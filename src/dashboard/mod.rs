//! Interactive dashboard: buffer entries on the left, mapped capture
//! labels on the right, one key per action.
//!
//! The loop is single-threaded. Each key press maps to an [`Action`] that
//! runs the matching synchronous command and reloads state from disk.

mod render;

use anyhow::Result;
use crossterm::event::{self, Event, KeyCode, KeyEventKind};
use ratatui::DefaultTerminal;
use sprint_core::{AssessmentConfig, DocumentAdapter, EntryBuffer, Workspace};

use crate::commands;
use crate::google::GoogleAdapter;
use crate::settings::Settings;

/// What the dashboard can be asked to do.
#[derive(Debug, Clone, Copy, PartialEq, Eq)]
pub enum Action {
    Quit,
    PushAll,
    Refresh,
    DeleteSelected,
    SelectNext,
    SelectPrevious,
}

/// Key bindings.
pub fn action_for_key(code: KeyCode) -> Option<Action> {
    match code {
        KeyCode::Char('q') | KeyCode::Esc => Some(Action::Quit),
        KeyCode::Char('p') => Some(Action::PushAll),
        KeyCode::Char('r') => Some(Action::Refresh),
        KeyCode::Char('d') | KeyCode::Delete => Some(Action::DeleteSelected),
        KeyCode::Down | KeyCode::Char('j') => Some(Action::SelectNext),
        KeyCode::Up | KeyCode::Char('k') => Some(Action::SelectPrevious),
        _ => None,
    }
}

#[derive(Debug, Clone, PartialEq, Eq)]
pub enum Status {
    Info(String),
    Warning(String),
    Error(String),
}

/// Document adapter built on first use, so browsing the buffer never
/// needs credentials.
pub struct LazyAdapter<F> {
    connect: F,
    adapter: Option<Box<dyn DocumentAdapter>>,
}

impl<F> LazyAdapter<F>
where
    F: FnMut() -> sprint_core::Result<Box<dyn DocumentAdapter>>,
{
    pub fn new(connect: F) -> Self {
        Self {
            connect,
            adapter: None,
        }
    }

    pub fn get(&mut self) -> sprint_core::Result<&dyn DocumentAdapter> {
        let adapter = match self.adapter.take() {
            Some(adapter) => adapter,
            None => (self.connect)()?,
        };
        Ok(&**self.adapter.insert(adapter))
    }
}

/// Dashboard state, reloaded from the workspace after every change.
pub struct Dashboard {
    workspace: Workspace,
    active: Option<String>,
    config: Option<AssessmentConfig>,
    buffer: Option<EntryBuffer>,
    selected: usize,
    status: Option<Status>,
    should_quit: bool,
}

impl Dashboard {
    pub fn load(workspace: Workspace) -> Self {
        let mut dashboard = Self {
            workspace,
            active: None,
            config: None,
            buffer: None,
            selected: 0,
            status: None,
            should_quit: false,
        };
        dashboard.reload();
        dashboard
    }

    pub fn title(&self) -> String {
        match &self.active {
            Some(name) => format!("Sprint Hub — {}", name),
            None => "Sprint Hub — no active sprint".to_string(),
        }
    }

    pub fn entries(&self) -> &[sprint_core::models::BufferEntry] {
        self.buffer.as_ref().map(EntryBuffer::entries).unwrap_or_default()
    }

    /// Labels with a mapping in the active sprint, with their targets.
    pub fn sections(&self) -> Vec<(String, String)> {
        self.config
            .iter()
            .flat_map(|c| c.captures.iter())
            .map(|(label, capture)| (label.clone(), capture.target()))
            .collect()
    }

    pub fn is_mapped(&self, label: &str) -> bool {
        self.config.as_ref().is_some_and(|c| c.capture(label).is_some())
    }

    pub fn selected(&self) -> usize {
        self.selected
    }

    pub fn status(&self) -> Option<&Status> {
        self.status.as_ref()
    }

    pub fn should_quit(&self) -> bool {
        self.should_quit
    }

    pub fn apply<F>(&mut self, action: Action, adapter: &mut LazyAdapter<F>)
    where
        F: FnMut() -> sprint_core::Result<Box<dyn DocumentAdapter>>,
    {
        match action {
            Action::Quit => self.should_quit = true,
            Action::Refresh => {
                self.reload();
                if self.status.is_none() {
                    self.status = Some(Status::Info("Refreshed.".to_string()));
                }
            }
            Action::PushAll => self.push_all(adapter),
            Action::DeleteSelected => self.delete_selected(),
            Action::SelectNext => {
                if self.selected + 1 < self.entries().len() {
                    self.selected += 1;
                }
            }
            Action::SelectPrevious => self.selected = self.selected.saturating_sub(1),
        }
    }

    fn reload(&mut self) {
        self.status = None;
        self.config = None;
        self.buffer = None;

        self.active = match self.workspace.get_active() {
            Ok(active) => active,
            Err(e) => {
                self.status = Some(Status::Error(e.to_string()));
                None
            }
        };

        if let Some(name) = self.active.clone() {
            match self.workspace.load_assessment(&name) {
                Ok(config) => self.config = Some(config),
                Err(e) => self.status = Some(Status::Error(e.to_string())),
            }
            match self.workspace.load_buffer(&name) {
                Ok(buffer) => self.buffer = Some(buffer),
                Err(e) => self.status = Some(Status::Error(e.to_string())),
            }
        }

        self.selected = self.selected.min(self.entries().len().saturating_sub(1));
    }

    fn delete_selected(&mut self) {
        let Some(label) = self.entries().get(self.selected).map(|e| e.label.clone()) else {
            self.status = Some(Status::Warning("Nothing selected.".to_string()));
            return;
        };

        let result = commands::remove(&self.workspace, &label);
        self.reload();
        self.status = Some(match result {
            Ok(()) => Status::Info(format!("Deleted '{}'.", label)),
            Err(e) => Status::Error(e.to_string()),
        });
    }

    fn push_all<F>(&mut self, adapter: &mut LazyAdapter<F>)
    where
        F: FnMut() -> sprint_core::Result<Box<dyn DocumentAdapter>>,
    {
        if self.config.is_none() {
            self.status = Some(Status::Error("No active sprint.".to_string()));
            return;
        }
        if self.entries().is_empty() {
            self.status = Some(Status::Warning("Buffer is empty.".to_string()));
            return;
        }

        let result = adapter
            .get()
            .map_err(anyhow::Error::from)
            .and_then(|adapter| commands::push(&self.workspace, adapter));

        self.reload();
        self.status = Some(match result {
            Ok(report) if report.all_ok() => {
                Status::Info(format!("Done: {} pushed, 0 errors.", report.ok_count()))
            }
            Ok(report) => {
                let first_error = report
                    .results
                    .iter()
                    .find(|r| !r.outcome.is_ok())
                    .map(|r| format!(" {}: {}", r.label, r.outcome))
                    .unwrap_or_default();
                Status::Warning(format!(
                    "Done: {} pushed, {} errors.{}",
                    report.ok_count(),
                    report.failed_count(),
                    first_error
                ))
            }
            Err(e) => Status::Error(e.to_string()),
        });
    }
}

/// Run the dashboard until the user quits.
pub fn run(settings: &Settings) -> Result<()> {
    let mut terminal = ratatui::init();
    let result = event_loop(&mut terminal, settings);
    ratatui::restore();
    result
}

fn event_loop(terminal: &mut DefaultTerminal, settings: &Settings) -> Result<()> {
    let mut dashboard = Dashboard::load(settings.workspace());
    let mut adapter = LazyAdapter::new(|| {
        GoogleAdapter::from_settings(settings).map(|a| Box::new(a) as Box<dyn DocumentAdapter>)
    });

    while !dashboard.should_quit() {
        terminal.draw(|frame| render::draw(frame, &dashboard))?;

        if let Event::Key(key) = event::read()? {
            if key.kind != KeyEventKind::Press {
                continue;
            }
            if let Some(action) = action_for_key(key.code) {
                tracing::debug!("Dashboard action {:?}", action);
                dashboard.apply(action, &mut adapter);
            }
        }
    }
    Ok(())
}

----

Within the entries above, work out the number of lines that include the string "DefaultTerminal" and give only that.

2